Он остановился и посмотрел на нее, надувшись, как ребенок.
– Я могу быть такой же коварной, как и ты, – усмехнувшись, сказала Далландра. – Подумай только, если ты пойдешь первым, Элессарио обязательно пойдет за тобой. Она любит тебя даже больше, чем ты ее. Ты только представь себе: ты можешь спасти ее, спасая себя!
– Ты бесстыжая мошенница! – И он засмеялся, запрокидывая голову. – Я тебе кое-что скажу, Далла. Теперь я знаю, что значит тосковать о ком-то, и как это горько. Знаешь, почему?
– Думаю, что да. А как же Альшандра?
– Она покинула меня. Она ушла далеко вглубь.
– Далеко вглубь?
– Это плохой путь. Я объясню тебе позже.
Он поцеловал Далландру, и вокруг сомкнулся туман, а потом дорога превратилась в залитый солнцем луг, пестрящий яркими цветами.
В этот момент Адерин ощутил холод двеомера и понял, что она опять ушла. На этот раз он не плакал и не проклинал ее, просто сказал кормилице, что у Далландры осталась несделанной важная работа и ей пришлось вернуться. Банамарио, счастливая тем, что у нее есть целых два младенца, которых можно любить, и тем, что она живет в новом аларе, где всю тяжелую работу взяли на себя другие эльфьи, сказала только, что ей это все равно…
Ночью, когда он забылся тяжелым сном в палатке, вновь ставшей слишком большой и пустой, Далландра пришла к Вратам.
Во сне ему казалось, что они стоят на высоком утесе и смотрят вниз на покрытые туманом равнины. Видимо, мы находимся на западной стороне пастбищ, думал он, а на востоке восходит солнце в грозовых кроваво-красных тучах, что считается знамением зла. Далландра была одета не в эльфийские тунику и штаны, а в длинное платье пурпурного шелка, подпоясанное кушаком с драгоценностями. Как часто бывает во сне, он безо всяких объяснений знал, что это платье того стиля, который существовал в давно исчезнувших городах на далеком западе.
– Я пришла, чтобы принести свои извинения за то, что вновь покинула тебя, – сказала Далландра. – На этот раз ты не хотел, чтобы я осталась.
Это был не вопрос, а утверждение, и сердце Адерина сжалось от несправедливости сказанного, от того, что она могла подумать – он хотел, чтобы она ушла. А ведь он хотел только одного – снова суметь полюбить ее.
– Я не виню тебя за уход, – только и ответил он. – Для тебя в нашем мире не осталось ничего, верно? Даже сын не смог порадовать тебя.
– Верно. Но все же я хочу сказать, что…
– Ш-ш-ш! Не надо ничего объяснять, и просить прощения тоже ни к чему. Иди с миром.
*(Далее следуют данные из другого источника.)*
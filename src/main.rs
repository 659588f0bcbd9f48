// Copyright (C) 2026  Caprica Software Limited
//
// This program is free software: you can redistribute it and/or modify
// it under the terms of the GNU General Public License as published by
// the Free Software Foundation, either version 3 of the License, or
// (at your option) any later version.
//
// This program is distributed in the hope that it will be useful,
// but WITHOUT ANY WARRANTY; without even the implied warranty of
// MERCHANTABILITY or FITNESS FOR A PARTICULAR PURPOSE.  See the
// GNU General Public License for more details.
//
// You should have received a copy of the GNU General Public License
// along with this program.  If not, see <https://www.gnu.org/licenses/>.

//! # Movie Catalog TUI.
//!
//! A terminal-based movie catalog viewer.
//!
//! The catalog is loaded from a JSON data file at startup (or from the last
//! saved snapshot, which takes precedence), shown as pages of movie cards,
//! and can be narrowed by a title search and a year filter. New movies can be
//! added through a form; every successful add saves the whole catalog.
//!
//! It uses an event-driven architecture where:
//!
//! * The **Main Thread** owns all application state, applies events one at a
//!   time and renders the UI.
//! * A **Background Worker** performs file and database I/O via
//!   asynchronous task processing.
//! * **Event Loops** capture user input and system ticks to drive the UI
//!   state.
//!
//! ## Architecture
//!
//! The application follows a strict setup-run-teardown pattern to ensure the
//! terminal state is preserved even in the event of an error. Communication
//! between the UI and background workers is handled via `std::sync::mpsc`
//! channels.

mod commander;
mod components;
mod config;
mod db;
mod error;
mod events;
mod logging;
mod model;
mod render;
mod source;
mod tasks;
mod theme;

use anyhow::{Context, Result};
use crossterm::{
    event::{self},
    execute,
    terminal::{EnterAlternateScreen, LeaveAlternateScreen, disable_raw_mode, enable_raw_mode},
};
use ratatui::{Terminal, backend::CrosstermBackend};
use std::{
    io::{self},
    sync::mpsc::{self, Receiver, Sender},
    thread,
    time::Duration,
};
use tracing::{error, info};

use crate::{
    commander::Commander,
    components::{AddForm, MovieList, SearchBar, YearSelector},
    config::AppConfig,
    events::{AppEvent, process_events},
    model::{catalog::Catalog, route::Route, toast::Toast, view::ViewState},
    tasks::AppTask,
    theme::Theme,
};

/// Application state.
struct App {
    pub config: AppConfig,

    pub theme: Theme,
    pub route: Route,

    pub event_tx: Sender<AppEvent>,
    pub event_rx: Receiver<AppEvent>,

    pub task_tx: Sender<AppTask>,

    pub catalog: Catalog,
    pub view: ViewState,

    pub search_bar: SearchBar,
    pub year_selector: YearSelector,
    pub movie_list: MovieList,
    pub add_form: AddForm,

    pub commander: Commander,

    pub toast: Option<Toast>,
}

impl App {
    /// Create a new instance of application state.
    pub fn new(config: AppConfig, task_tx: Sender<AppTask>) -> Result<Self> {
        let (event_tx, event_rx) = mpsc::channel();

        Ok(Self {
            config,
            theme: Theme::default(),
            route: Route::default(),
            event_tx,
            event_rx,
            task_tx,
            catalog: Catalog::new(),
            view: ViewState::new(),
            search_bar: SearchBar::new(),
            year_selector: YearSelector::new(),
            movie_list: MovieList::new(),
            add_form: AddForm::new(),
            commander: Commander::new(),
            toast: None,
        })
    }
}

/// The entry point of the application.
///
/// Sets up logging and the communication channels, initializes the
/// application state, manages the terminal lifecycle, and returns an error
/// if any part of the execution fails.
fn main() -> Result<()> {
    let config = config::load_config();

    // Logging is best-effort, the application runs without it
    if let Err(e) = logging::init_logging(&config) {
        eprintln!("Logging disabled: {e:#}");
    }
    info!(
        version = config.version,
        data_file = %config.data_file,
        "starting"
    );

    let (task_tx, task_rx) = mpsc::channel();

    let mut app = App::new(config, task_tx).context("Failed to initialise application")?;

    let mut terminal = setup_terminal()?;
    let res = run(&mut terminal, &mut app, task_rx);
    restore_terminal(&mut terminal);

    if let Err(e) = &res {
        error!(error = %e, "application error");
    }
    info!("exiting");

    res.context("Application error occurred")
}

/// Prepares the terminal for the TUI application.
///
/// This function performs the following side effects:
/// * Enables raw mode to capture all keyboard input.
/// * Switches the terminal to the alternate screen buffer.
///
/// # Errors
///
/// Returns an error if raw mode cannot be enabled or if the alternate screen
/// cannot be entered.
fn setup_terminal() -> Result<Terminal<CrosstermBackend<io::Stdout>>> {
    enable_raw_mode().context("Failed to enable raw mode")?;
    let mut stdout = io::stdout();
    execute!(stdout, EnterAlternateScreen).context("Failed to enter alternate screen")?;

    let backend = CrosstermBackend::new(stdout);
    let terminal = Terminal::new(backend).context("Failed to create terminal")?;

    Ok(terminal)
}

/// Restores the terminal to its original state.
///
/// This reverses the changes made by [`setup_terminal`], including disabling
/// raw mode and leaving the alternate screen. It also ensures the cursor is
/// made visible again.
///
/// This function is designed to be "best-effort" and does not return a result,
/// as it is typically called during cleanup.
fn restore_terminal(terminal: &mut Terminal<CrosstermBackend<io::Stdout>>) {
    disable_raw_mode().ok();
    execute!(terminal.backend_mut(), LeaveAlternateScreen).ok();
    terminal.show_cursor().ok();
}

/// Starts the application's background workers and enters the main event loop.
///
/// This function spawns several long-running background threads:
/// * A task worker to process asynchronous [`AppTask`]s.
/// * An input thread to poll for system keyboard events.
/// * A tick thread to trigger periodic UI refreshes and expire toasts.
///
/// After spawning the workers it requests the initial catalog load and hands
/// control to [`process_events`].
///
/// # Errors
///
/// Returns an error if the event processing loop encounters an unrecoverable
/// application error.
fn run(
    terminal: &mut Terminal<CrosstermBackend<io::Stdout>>,
    app: &mut App,
    task_rx: Receiver<AppTask>,
) -> Result<()> {
    // Spawn a background worker to process application tasks asynchronously.
    let task_event_tx = app.event_tx.clone();
    tasks::spawn_task_worker(&app.config, task_rx, task_event_tx);

    // Spawn a thread to translate raw key events to application events.
    let tx_keys = app.event_tx.clone();
    thread::spawn(move || {
        loop {
            match event::read() {
                Ok(event::Event::Key(key)) => {
                    if tx_keys.send(AppEvent::Key(key)).is_err() {
                        break;
                    }
                }
                Ok(_) => {}
                Err(e) => {
                    error!(error = %e, "failed to read terminal input");
                    break;
                }
            }
        }
    });

    // Spawn a thread to send a periodic tick application event, this is
    // effectively the minimum "frame rate" for rendering the TUI application.
    let tx_tick = app.event_tx.clone();
    thread::spawn(move || {
        while tx_tick.send(AppEvent::Tick).is_ok() {
            thread::sleep(Duration::from_millis(250));
        }
    });

    app.task_tx
        .send(AppTask::LoadCatalog)
        .context("Failed to request catalog load")?;

    // Application event loop, process events until the user quits
    process_events(terminal, app)
}
// Copyright (C) 2026  Caprica Software Limited
//
// This program is free software: you can redistribute it and/or modify
// it under the terms of the GNU General Public License as published by
// the Free Software Foundation, either version 3 of the License, or
// (at your option) any later version.
//
// This program is distributed in the hope that it will be useful,
// but WITHOUT ANY WARRANTY; without even the implied warranty of
// MERCHANTABILITY or FITNESS FOR A PARTICULAR PURPOSE.  See the
// GNU General Public License for more details.
//
// You should have received a copy of the GNU General Public License
// along with this program.  If not, see <https://www.gnu.org/licenses/>.

//! Transient notifications.

use std::time::{Duration, Instant};

pub(crate) const TOAST_DURATION: Duration = Duration::from_secs(3);

#[derive(Debug, Clone, Copy, PartialEq, Eq)]
pub(crate) enum ToastKind {
    DuplicateTitle,
    Added,
    NoResults,
    Invalid,
    Error,
}

#[derive(Debug, Clone)]
pub(crate) struct Toast {
    pub(crate) kind: ToastKind,
    pub(crate) message: String,
    expires_at: Instant,
}

impl Toast {
    pub(crate) fn new(kind: ToastKind, message: impl Into<String>) -> Self {
        Self::shown_at(kind, message, Instant::now())
    }

    pub(crate) fn shown_at(kind: ToastKind, message: impl Into<String>, now: Instant) -> Self {
        Self {
            kind,
            message: message.into(),
            expires_at: now + TOAST_DURATION,
        }
    }

    pub(crate) fn no_results() -> Self {
        Self::new(ToastKind::NoResults, "No movie matches that search")
    }

    pub(crate) fn is_expired(&self, now: Instant) -> bool {
        now >= self.expires_at
    }
}

#[cfg(test)]
mod tests {
    use super::*;

    #[test]
    fn toast_expires_after_duration() {
        let now = Instant::now();
        let toast = Toast::shown_at(ToastKind::Added, "Movie added", now);

        assert!(!toast.is_expired(now));
        assert!(!toast.is_expired(now + Duration::from_secs(2)));
        assert!(toast.is_expired(now + TOAST_DURATION));
    }
}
Я знаю, что тебя ничто больше не держит рядом со мной.
Она медлила, глаза ее наполнились слезами, губы печально скривились, и в то же время образ ее начал таять, бледнеть, превратился в туман, и ветер унес его в серый мрачный свет штормового утра. Он снова был в своей палатке, совсем проснувшийся, и слышал, как плачет Лослэйн в своей подвесной кожаной колыбельке. Адерин встал, переодел малыша и отнес его к Банамарио, чья палатка стояла рядом. Она кормила мальчика, а Адерин сидел возле нее на корточках и думал о двух стрелах с серебряными наконечниками, лежавших где-то в его палатке завернутыми в старое одеяло, залоге от Стражей, и залог этот оказался таким жестоким и беспощадным.
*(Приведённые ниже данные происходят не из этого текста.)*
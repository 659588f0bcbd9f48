// Copyright (C) 2026  Caprica Software Limited
//
// This program is free software: you can redistribute it and/or modify
// it under the terms of the GNU General Public License as published by
// the Free Software Foundation, either version 3 of the License, or
// (at your option) any later version.
//
// This program is distributed in the hope that it will be useful,
// but WITHOUT ANY WARRANTY; without even the implied warranty of
// MERCHANTABILITY or FITNESS FOR A PARTICULAR PURPOSE.  See the
// GNU General Public License for more details.
//
// You should have received a copy of the GNU General Public License
// along with this program.  If not, see <https://www.gnu.org/licenses/>.

//! Application configuration.
//!
//! This module manages the application configuration file. A missing or
//! unreadable configuration falls back to the defaults.

use serde::{Deserialize, Serialize};

const CONFIG_NAME: &str = "cinedex";

#[derive(Serialize, Deserialize, Debug, Clone, PartialEq, Eq)]
#[serde(default)]
pub struct AppConfig {
    pub version: u32,
    /// JSON document with the initial movie list.
    pub data_file: String,
    /// SQLite database holding the saved catalog snapshot.
    pub storage_file: String,
    pub log_file: String,
}

impl Default for AppConfig {
    fn default() -> Self {
        Self {
            version: 1,
            data_file: "movies.json".to_string(),
            storage_file: "cinedex.db".to_string(),
            log_file: "cinedex.log".to_string(),
        }
    }
}

pub fn load_config() -> AppConfig {
    confy::load(CONFIG_NAME, None).unwrap_or_default()
}

#[cfg(test)]
mod tests {
    use super::*;

    #[test]
    fn partial_config_keeps_defaults() {
        let config: AppConfig = serde_json::from_str(r#"{"data_file":"films.json"}"#).unwrap();
        assert_eq!(config.data_file, "films.json");
        assert_eq!(config.storage_file, AppConfig::default().storage_file);
    }
}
– Вот какой хороший мальчик, – приговаривала Банамарио. – Не хочешь больше кушать, мой хороший? Вот твой папа, Лэйн, иди к папе.
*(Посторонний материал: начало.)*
// Copyright (C) 2026  Caprica Software Limited
//
// This program is free software: you can redistribute it and/or modify
// it under the terms of the GNU General Public License as published by
// the Free Software Foundation, either version 3 of the License, or
// (at your option) any later version.
//
// This program is distributed in the hope that it will be useful,
// but WITHOUT ANY WARRANTY; without even the implied warranty of
// MERCHANTABILITY or FITNESS FOR A PARTICULAR PURPOSE.  See the
// GNU General Public License for more details.
//
// You should have received a copy of the GNU General Public License
// along with this program.  If not, see <https://www.gnu.org/licenses/>.

use std::time::Instant;

use anyhow::Result;
use tracing::{debug, error, info, warn};

use crate::{
    App,
    error::CatalogError,
    model::{
        MovieDraft, MovieRecord, YearFilter,
        route::Route,
        toast::{Toast, ToastKind},
    },
    tasks::AppTask,
};

pub(super) fn handle_catalog_loaded(app: &mut App, records: Vec<MovieRecord>) {
    info!(count = records.len(), "catalog loaded");

    app.catalog.replace_all(records);
    refresh_year_options(app);
    app.movie_list.reset_selection();
}

pub(super) fn handle_catalog_saved(count: usize) {
    debug!(count, "catalog snapshot written");
}

pub(super) fn handle_reload_catalog(app: &mut App) -> Result<()> {
    app.task_tx.send(AppTask::LoadCatalog)?;

    Ok(())
}

pub(super) fn handle_navigate(app: &mut App, fragment: &str) {
    let route = Route::from_fragment(fragment);
    debug!(fragment, ?route, "navigate");

    if route == Route::AddForm {
        app.search_bar.is_active = false;
    }
    app.route = route;
}

pub(super) fn handle_search_changed(app: &mut App, term: &str) {
    // Commands set the term directly, keep the search box in step
    if app.search_bar.value() != term {
        app.search_bar.set_value(term);
    }

    if !app.view.set_search_term(term) {
        return;
    }
    app.movie_list.reset_selection();

    if !term.trim().is_empty() && app.view.match_count(app.catalog.records()) == 0 {
        app.toast = Some(Toast::no_results());
    }
}

pub(super) fn handle_set_year_filter(app: &mut App, year: YearFilter) {
    if let YearFilter::Unparseable(text) = &year {
        app.toast = Some(Toast::new(
            ToastKind::Invalid,
            format!("\"{text}\" is not a valid year"),
        ));
    }

    if app.view.set_year(year) {
        app.movie_list.reset_selection();
    }
}

pub(super) fn handle_goto_page(app: &mut App, page: usize) {
    let total_pages = app.view.total_pages(app.catalog.records());
    let before = app.view.current_page;

    app.view.goto_page(page, total_pages);

    if app.view.current_page != before {
        app.movie_list.reset_selection();
    }
}

/// Validates and appends a new movie.
///
/// On success the full catalog is handed to the task worker to be saved, the
/// form is cleared and the list view is shown again. On failure the catalog
/// is untouched and the form stays open so the input can be corrected.
pub(super) fn handle_add_movie(app: &mut App, draft: MovieDraft) -> Result<()> {
    let added = app.catalog.add_movie(&draft).map(|m| m.title.clone());

    match added {
        Ok(title) => {
            info!(title = %title, "movie added");

            app.task_tx
                .send(AppTask::SaveCatalog(app.catalog.records().to_vec()))?;

            refresh_year_options(app);
            app.add_form.reset();
            handle_navigate(app, Route::List.fragment());

            app.toast = Some(Toast::new(ToastKind::Added, format!("\"{title}\" added")));
        }
        Err(e @ CatalogError::DuplicateTitle(_)) => {
            warn!(error = %e, "add rejected");
            app.toast = Some(Toast::new(ToastKind::DuplicateTitle, e.to_string()));
        }
        Err(e) => {
            warn!(error = %e, "add rejected");
            app.toast = Some(Toast::new(ToastKind::Invalid, e.to_string()));
        }
    }

    Ok(())
}

pub(super) fn handle_show_toast(app: &mut App, kind: ToastKind, message: String) {
    app.toast = Some(Toast::new(kind, message));
}

pub(super) fn handle_error(app: &mut App, message: String) {
    error!(%message, "application error");
    app.toast = Some(Toast::new(ToastKind::Error, message));
}

pub(super) fn handle_tick(app: &mut App) {
    if app
        .toast
        .as_ref()
        .is_some_and(|t| t.is_expired(Instant::now()))
    {
        app.toast = None;
    }
}

/// Re-derives the year options, dropping the year filter if its year has
/// gone from the catalog.
fn refresh_year_options(app: &mut App) {
    let year = app
        .year_selector
        .refresh(app.catalog.records(), &app.view.year);
    app.view.set_year(year);
}

#[cfg(test)]
mod tests {
    use std::sync::mpsc::{self, Receiver};

    use super::*;
    use crate::{
        config::AppConfig,
        events::{AppEvent, handle_event},
        model::paginate::PAGE_SIZE,
    };

    fn app_with(records: Vec<MovieRecord>) -> (App, Receiver<AppTask>) {
        let (task_tx, task_rx) = mpsc::channel();
        let mut app = App::new(AppConfig::default(), task_tx).unwrap();
        handle_catalog_loaded(&mut app, records);
        (app, task_rx)
    }

    fn sample() -> Vec<MovieRecord> {
        vec![
            MovieRecord::new("Alpha", "", 2020, ""),
            MovieRecord::new("Beta", "", 2021, ""),
            MovieRecord::new("Gamma", "", 2020, ""),
        ]
    }

    fn draft(title: &str, year: &str) -> MovieDraft {
        MovieDraft {
            title: title.to_string(),
            description: "new".to_string(),
            year: year.to_string(),
            img: String::new(),
        }
    }

    fn toast_kind(app: &App) -> Option<ToastKind> {
        app.toast.as_ref().map(|t| t.kind)
    }

    #[test]
    fn loaded_catalog_drives_year_options() {
        let (app, _task_rx) = app_with(sample());
        assert_eq!(
            app.year_selector.options(),
            &[
                YearFilter::NoFilter,
                YearFilter::Year(2021),
                YearFilter::Year(2020)
            ]
        );
    }

    #[test]
    fn add_persists_snapshot_and_returns_to_list() {
        let (mut app, task_rx) = app_with(sample());
        handle_navigate(&mut app, "#add");
        assert_eq!(app.route, Route::AddForm);

        handle_add_movie(&mut app, draft("Delta", "1999")).unwrap();

        assert_eq!(app.catalog.len(), 4);
        assert_eq!(app.route, Route::List);
        assert_eq!(toast_kind(&app), Some(ToastKind::Added));
        assert!(app.year_selector.options().contains(&YearFilter::Year(1999)));

        match task_rx.try_recv() {
            Ok(AppTask::SaveCatalog(snapshot)) => {
                assert_eq!(snapshot.len(), 4);
                assert_eq!(snapshot[3].title, "Delta");
            }
            other => panic!("expected a save task, got {other:?}"),
        }
    }

    #[test]
    fn duplicate_add_keeps_form_open() {
        let (mut app, task_rx) = app_with(sample());
        handle_navigate(&mut app, "add");

        handle_add_movie(&mut app, draft("alpha", "2001")).unwrap();

        assert_eq!(app.catalog.len(), 3);
        assert_eq!(app.route, Route::AddForm);
        assert_eq!(toast_kind(&app), Some(ToastKind::DuplicateTitle));
        assert!(task_rx.try_recv().is_err());
    }

    #[test]
    fn malformed_year_add_is_rejected() {
        let (mut app, task_rx) = app_with(sample());
        handle_add_movie(&mut app, draft("Delta", "soon")).unwrap();

        assert_eq!(app.catalog.len(), 3);
        assert_eq!(toast_kind(&app), Some(ToastKind::Invalid));
        assert!(task_rx.try_recv().is_err());
    }

    #[test]
    fn search_resets_page_and_reports_no_results() {
        let records = (0..40)
            .map(|i| MovieRecord::new(&format!("Movie {i}"), "", 2000, ""))
            .collect();
        let (mut app, _task_rx) = app_with(records);

        handle_goto_page(&mut app, 3);
        assert_eq!(app.view.current_page, 3);

        handle_search_changed(&mut app, "movie 1");
        assert_eq!(app.view.current_page, 1);
        assert_eq!(app.search_bar.value(), "movie 1");
        assert!(app.toast.is_none());

        handle_search_changed(&mut app, "zzz");
        assert_eq!(toast_kind(&app), Some(ToastKind::NoResults));
    }

    #[test]
    fn goto_page_is_clamped() {
        let records = (0..PAGE_SIZE + 1)
            .map(|i| MovieRecord::new(&format!("Movie {i}"), "", 2000, ""))
            .collect();
        let (mut app, _task_rx) = app_with(records);

        handle_goto_page(&mut app, 10);
        assert_eq!(app.view.current_page, 2);
    }

    #[test]
    fn unparseable_year_filter_matches_nothing() {
        let (mut app, _task_rx) = app_with(sample());
        handle_set_year_filter(&mut app, YearFilter::parse("20x0"));

        assert_eq!(toast_kind(&app), Some(ToastKind::Invalid));
        assert_eq!(app.view.match_count(app.catalog.records()), 0);
    }

    #[test]
    fn reload_replaces_catalog_but_keeps_surviving_year() {
        let (mut app, _task_rx) = app_with(sample());
        handle_set_year_filter(&mut app, YearFilter::Year(2021));

        handle_catalog_loaded(&mut app, vec![MovieRecord::new("Beta", "", 2021, "")]);
        assert_eq!(app.view.year, YearFilter::Year(2021));

        handle_catalog_loaded(&mut app, vec![]);
        assert_eq!(app.view.year, YearFilter::NoFilter);
        assert!(app.catalog.is_empty());
    }

    #[test]
    fn expired_toast_is_cleared_on_tick() {
        let (mut app, _task_rx) = app_with(vec![]);
        let past = Instant::now() - crate::model::toast::TOAST_DURATION * 2;
        app.toast = Some(Toast::shown_at(ToastKind::Added, "old", past));

        handle_tick(&mut app);
        assert!(app.toast.is_none());
    }

    #[test]
    fn add_form_keys_flow_through_events() {
        use crossterm::event::{KeyCode, KeyEvent, KeyModifiers};

        let (mut app, task_rx) = app_with(sample());
        let press = |code| AppEvent::Key(KeyEvent::new(code, KeyModifiers::NONE));

        handle_event(&mut app, press(KeyCode::Char('a'))).unwrap();
        pump(&mut app);
        assert_eq!(app.route, Route::AddForm);

        for c in "Delta".chars() {
            handle_event(&mut app, press(KeyCode::Char(c))).unwrap();
        }
        handle_event(&mut app, press(KeyCode::Tab)).unwrap();
        handle_event(&mut app, press(KeyCode::Tab)).unwrap();
        for c in "1999".chars() {
            handle_event(&mut app, press(KeyCode::Char(c))).unwrap();
        }
        handle_event(&mut app, press(KeyCode::Enter)).unwrap();
        pump(&mut app);

        assert_eq!(app.route, Route::List);
        assert_eq!(app.catalog.records()[3], MovieRecord::new("Delta", "", 1999, ""));
        assert!(matches!(task_rx.try_recv(), Ok(AppTask::SaveCatalog(_))));
    }

    /// Applies every event queued by the handlers so far.
    fn pump(app: &mut App) {
        while let Ok(event) = app.event_rx.try_recv() {
            handle_event(app, event).unwrap();
        }
    }
}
Адерин взял младенца и положил его на плечо, чтобы он отрыгнул, а Банамарио уже кормила своего ребенка, мальчика по имени Джавантериэль.
– Как вы думаете, мудрейший, когда вернется Далландра? – рассеянно спросила она.
– Никогда.
Она озадаченно посмотрела на него.
– У двеомера свои пути, Банни. Она выбрала тот, по которому больше никто из нас пойти не может.
– Я понимаю, но, мудрейший, мне так жаль!
– Меня? Не нужно. Я с этим смирился.
Но начиная с этого дня Адерин ни в чем не мог отказать Лослэйну, даже когда тот вырос и стал просить то, чего ему не следовало иметь.
Элдис
918
Глава первая
Проведя шестьдесят странных лет в Бардеке, Невин вернулся в Элдис поздним летом 918 года и остановился в Аберуине с необычной вещью, спрятанной для большей сохранности под рубашку. Находясь на чужбине, где он изучал магию у бардекианских жрецов, Невин решил сделать талисман для Верховного Короля: заряженный магией драгоценный камень, который будет постоянно излучать благородство и добродетель в сознание своего владельца. Для этого Невин купил очень необычный камень и прочитал множество описаний подобных ритуалов в библиотеках различных храмов, но, чтобы создать талисман, он привез камень домой.